**Problem requirements:** Print the material underneath in full, keeping every line exactly as it is.

**Data provided:**
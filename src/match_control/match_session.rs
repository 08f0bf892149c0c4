//! Caller-facing match facade.
//!
//! A `MatchSession` owns one shared controller plus the settings that built
//! it and, when the settings name one, the AI opponent. Front-ends talk to
//! squares and notation here; the controller underneath only knows piece ids.

use std::sync::Arc;

use tracing::info;

use crate::engines::evaluator::Evaluator;
use crate::errors::RacingChessError;
use crate::game_state::chess_types::*;
use crate::game_state::match_settings::{LayoutChoice, MatchSettings};
use crate::match_control::match_controller::{LayoutSource, MatchController, MatchSnapshot};
use crate::utils::algebraic::parse_coordinate_move;
use crate::utils::render_board::render_board;

pub struct MatchSession {
    controller: Arc<MatchController>,
    settings: MatchSettings,
    layout_source: LayoutSource,
    ai: Option<Evaluator>,
}

impl MatchSession {
    /// Apply `settings` to a fresh controller and start the clock.
    pub fn new(settings: MatchSettings) -> Self {
        Self::from_controller(MatchController::new(), settings)
    }

    pub fn with_observer<F>(settings: MatchSettings, observer: F) -> Self
    where
        F: Fn(MatchState) + Send + Sync + 'static,
    {
        Self::from_controller(MatchController::with_observer(observer), settings)
    }

    fn from_controller(controller: MatchController, settings: MatchSettings) -> Self {
        let ai = settings
            .ai
            .map(|ai| Evaluator::new(ai.difficulty, ai.color));
        let layout_source = controller.apply_settings(&settings);
        controller.start();
        info!(?layout_source, ai = ai.is_some(), "match session started");

        Self {
            controller: Arc::new(controller),
            settings,
            layout_source,
            ai,
        }
    }

    /// Replace the AI with a seeded one, for reproducible play.
    pub fn seed_ai(&mut self, seed: u64) {
        if let Some(ai) = self.settings.ai {
            self.ai = Some(Evaluator::with_seed(ai.difficulty, ai.color, seed));
        }
    }

    /// Shared handle for threads that play or observe the same match.
    pub fn controller(&self) -> &Arc<MatchController> {
        &self.controller
    }

    pub fn settings(&self) -> &MatchSettings {
        &self.settings
    }

    pub fn layout_source(&self) -> &LayoutSource {
        &self.layout_source
    }

    pub fn ai_color(&self) -> Option<Color> {
        self.ai.as_ref().map(Evaluator::color)
    }

    pub fn make_move(&self, from: Position, to: Position) -> bool {
        self.controller.submit_move_from(from, to)
    }

    /// Submit a coordinate move such as `e2e4`. Malformed notation is an
    /// error; an illegal move is `Ok(false)`.
    pub fn make_move_notation(&self, text: &str) -> Result<bool, RacingChessError> {
        let (from, to) = parse_coordinate_move(text)?;
        Ok(self.make_move(from, to))
    }

    /// Ask the configured AI for a move and submit it. Returns the move only
    /// when the controller accepted it.
    pub fn make_ai_move(&mut self) -> Option<Move> {
        let ai = self.ai.as_mut()?;
        let proposal = ai.best_move(&self.controller.snapshot())?;
        self.controller
            .submit_move(proposal.piece_id, proposal.to)
            .then_some(proposal)
    }

    pub fn state(&self) -> MatchState {
        self.controller.state()
    }

    pub fn is_game_over(&self) -> bool {
        self.state().is_finished()
    }

    pub fn winner(&self) -> Option<Color> {
        match self.state() {
            MatchState::WhiteWon => Some(Color::White),
            MatchState::BlackWon => Some(Color::Black),
            _ => None,
        }
    }

    pub fn pause(&self) -> bool {
        self.controller.pause()
    }

    pub fn resume(&self) -> bool {
        self.controller.resume()
    }

    /// Reset, then re-apply the settings with a new layout and start again.
    pub fn restart(&mut self, layout: LayoutChoice) -> &LayoutSource {
        self.settings.layout = layout;
        self.controller.reset();
        self.layout_source = self.controller.apply_settings(&self.settings);
        self.controller.start();
        &self.layout_source
    }

    pub fn snapshot(&self) -> MatchSnapshot {
        self.controller.snapshot()
    }

    pub fn render(&self) -> String {
        render_board(&self.snapshot().board)
    }
}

**Solution for this task:**
filename src/match_control/match_session.rs
repository 08f0bf892149c0c4
//! Caller-facing match facade.
//!
//! A `MatchSession` owns one shared controller plus the settings that built
//! it and, when the settings name one, the AI opponent. Front-ends talk to
//! squares and notation here; the controller underneath only knows piece ids.

use std::sync::Arc;

use tracing::info;

use crate::engines::evaluator::Evaluator;
use crate::errors::RacingChessError;
use crate::game_state::chess_types::*;
use crate::game_state::match_settings::{LayoutChoice, MatchSettings};
use crate::match_control::match_controller::{LayoutSource, MatchController, MatchSnapshot};
use crate::utils::algebraic::parse_coordinate_move;
use crate::utils::render_board::render_board;

pub struct MatchSession {
    controller: Arc<MatchController>,
    settings: MatchSettings,
    layout_source: LayoutSource,
    ai: Option<Evaluator>,
}

impl MatchSession {
    /// Apply `settings` to a fresh controller and start the clock.
    pub fn new(settings: MatchSettings) -> Self {
        Self::from_controller(MatchController::new(), settings)
    }

    pub fn with_observer<F>(settings: MatchSettings, observer: F) -> Self
    where
        F: Fn(MatchState) + Send + Sync + 'static,
    {
        Self::from_controller(MatchController::with_observer(observer), settings)
    }

    fn from_controller(controller: MatchController, settings: MatchSettings) -> Self {
        let ai = settings
            .ai
            .map(|ai| Evaluator::new(ai.difficulty, ai.color));
        let layout_source = controller.apply_settings(&settings);
        controller.start();
        info!(?layout_source, ai = ai.is_some(), "match session started");

        Self {
            controller: Arc::new(controller),
            settings,
            layout_source,
            ai,
        }
    }

    /// Replace the AI with a seeded one, for reproducible play.
    pub fn seed_ai(&mut self, seed: u64) {
        if let Some(ai) = self.settings.ai {
            self.ai = Some(Evaluator::with_seed(ai.difficulty, ai.color, seed));
        }
    }

    /// Shared handle for threads that play or observe the same match.
    pub fn controller(&self) -> &Arc<MatchController> {
        &self.controller
    }

    pub fn settings(&self) -> &MatchSettings {
        &self.settings
    }

    pub fn layout_source(&self) -> &LayoutSource {
        &self.layout_source
    }

    pub fn ai_color(&self) -> Option<Color> {
        self.ai.as_ref().map(Evaluator::color)
    }

    pub fn make_move(&self, from: Position, to: Position) -> bool {
        self.controller.submit_move_from(from, to)
    }

    /// Submit a coordinate move such as `e2e4`. Malformed notation is an
    /// error; an illegal move is `Ok(false)`.
    pub fn make_move_notation(&self, text: &str) -> Result<bool, RacingChessError> {
        let (from, to) = parse_coordinate_move(text)?;
        Ok(self.make_move(from, to))
    }

    /// Ask the configured AI for a move and submit it. Returns the move only
    /// when the controller accepted it.
    pub fn make_ai_move(&mut self) -> Option<Move> {
        let ai = self.ai.as_mut()?;
        let proposal = ai.best_move(&self.controller.snapshot())?;
        self.controller
            .submit_move(proposal.piece_id, proposal.to)
            .then_some(proposal)
    }

    pub fn state(&self) -> MatchState {
        self.controller.state()
    }

    pub fn is_game_over(&self) -> bool {
        self.state().is_finished()
    }

    pub fn winner(&self) -> Option<Color> {
        match self.state() {
            MatchState::WhiteWon => Some(Color::White),
            MatchState::BlackWon => Some(Color::Black),
            _ => None,
        }
    }

    pub fn pause(&self) -> bool {
        self.controller.pause()
    }

    pub fn resume(&self) -> bool {
        self.controller.resume()
    }

    /// Reset, then re-apply the settings with a new layout and start again.
    pub fn restart(&mut self, layout: LayoutChoice) -> &LayoutSource {
        self.settings.layout = layout;
        self.controller.reset();
        self.layout_source = self.controller.apply_settings(&self.settings);
        self.controller.start();
        &self.layout_source
    }

    pub fn snapshot(&self) -> MatchSnapshot {
        self.controller.snapshot()
    }

    pub fn render(&self) -> String {
        render_board(&self.snapshot().board)
    }
}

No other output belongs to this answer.